§ **Exercise**
Below are records; how many of their lines contain "MapError"? Answer with only the number.

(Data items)
..............................

#![allow(dead_code)]

use std::collections::HashMap;
use std::fs;
use std::path::Path;

use impactmap_core::analyzer::BaselineSource;
use impactmap_core::workspace::{PackageManifest, Project, ProjectInfo};

/// Writes a file under `root`, creating parent directories.
pub fn write_file(root: &Path, rel: &str, content: &str) {
    let path = root.join(rel);
    if let Some(parent) = path.parent() {
        fs::create_dir_all(parent).unwrap();
    }
    fs::write(path, content).unwrap();
}

/// In-memory baseline contents keyed by repo-relative path.
pub struct MemoryBaseline(pub HashMap<String, String>);

impl MemoryBaseline {
    pub fn empty() -> Self {
        Self(HashMap::new())
    }

    pub fn with(files: &[(&str, &str)]) -> Self {
        Self(
            files
                .iter()
                .map(|(path, content)| (path.to_string(), content.to_string()))
                .collect(),
        )
    }
}

impl BaselineSource for MemoryBaseline {
    fn file_at_base(&self, path: &str) -> Option<String> {
        self.0.get(path).cloned()
    }
}

pub fn project(name: &str, folder: &str) -> Project {
    Project {
        package_name: name.to_string(),
        project_folder: folder.to_string(),
        subspace_name: None,
    }
}

/// A library manifest: publishes `module`, so it gets export analysis.
pub fn library_manifest(name: &str, workspace_deps: &[&str]) -> PackageManifest {
    let mut manifest = PackageManifest {
        name: name.to_string(),
        module: "esm/index.js".to_string(),
        ..Default::default()
    };
    for dep in workspace_deps {
        manifest
            .dependencies
            .insert(dep.to_string(), "workspace:*".to_string());
    }
    manifest
}

/// An app manifest: no types/exports/module fields.
pub fn app_manifest(name: &str, workspace_deps: &[&str]) -> PackageManifest {
    let mut manifest = PackageManifest {
        name: name.to_string(),
        ..Default::default()
    };
    for dep in workspace_deps {
        manifest
            .dependencies
            .insert(dep.to_string(), "workspace:*".to_string());
    }
    manifest
}

pub fn project_info(name: &str, folder: &str, manifest: PackageManifest, deps: &[&str]) -> ProjectInfo {
    ProjectInfo::new(
        project(name, folder),
        manifest,
        deps.iter().map(|d| d.to_string()).collect(),
    )
}
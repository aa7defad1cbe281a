use std::fmt;

/// Failure raised by a [`ScriptMapper`] for structurally invalid legacy byte
/// sequences.
///
/// Recovered per unit by the orchestrator: the original text is substituted
/// for the failing unit and span conversion continues.
#[derive(Clone, Debug, Eq, PartialEq)]
pub struct MapError {
    reason: String,
}

impl MapError {
    pub fn new(reason: impl Into<String>) -> Self {
        Self {
            reason: reason.into(),
        }
    }

    #[must_use]
    pub fn reason(&self) -> &str {
        &self.reason
    }
}

impl fmt::Display for MapError {
    fn fmt(&self, f: &mut fmt::Formatter<'_>) -> fmt::Result {
        write!(f, "mapping failed: {}", self.reason)
    }
}

impl std::error::Error for MapError {}

/// External legacy-encoding-to-Unicode mapping collaborator.
///
/// Implementations must be pure: the same input always yields the same
/// output, and the input is never mutated. The orchestrator invokes the
/// mapper per unit or per fully-qualified legacy-font span.
pub trait ScriptMapper {
    fn map(&self, encoding: &str, text: &str) -> Result<String, MapError>;
}

impl<F> ScriptMapper for F
where
    F: Fn(&str, &str) -> Result<String, MapError>,
{
    fn map(&self, encoding: &str, text: &str) -> Result<String, MapError> {
        self(encoding, text)
    }
}

#[cfg(test)]
mod tests {
    #![allow(clippy::unwrap_used, clippy::expect_used)]

    use super::*;

    #[test]
    fn closures_act_as_mappers() {
        let mapper =
            |_: &str, text: &str| -> Result<String, MapError> { Ok(text.to_uppercase()) };
        assert_eq!(mapper.map("bijoy", "abc").unwrap(), "ABC");
    }

    #[test]
    fn map_error_carries_its_reason() {
        let err = MapError::new("truncated conjunct");
        assert_eq!(err.reason(), "truncated conjunct");
        assert_eq!(err.to_string(), "mapping failed: truncated conjunct");
    }
}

..............................

§ **Exercise answer**
9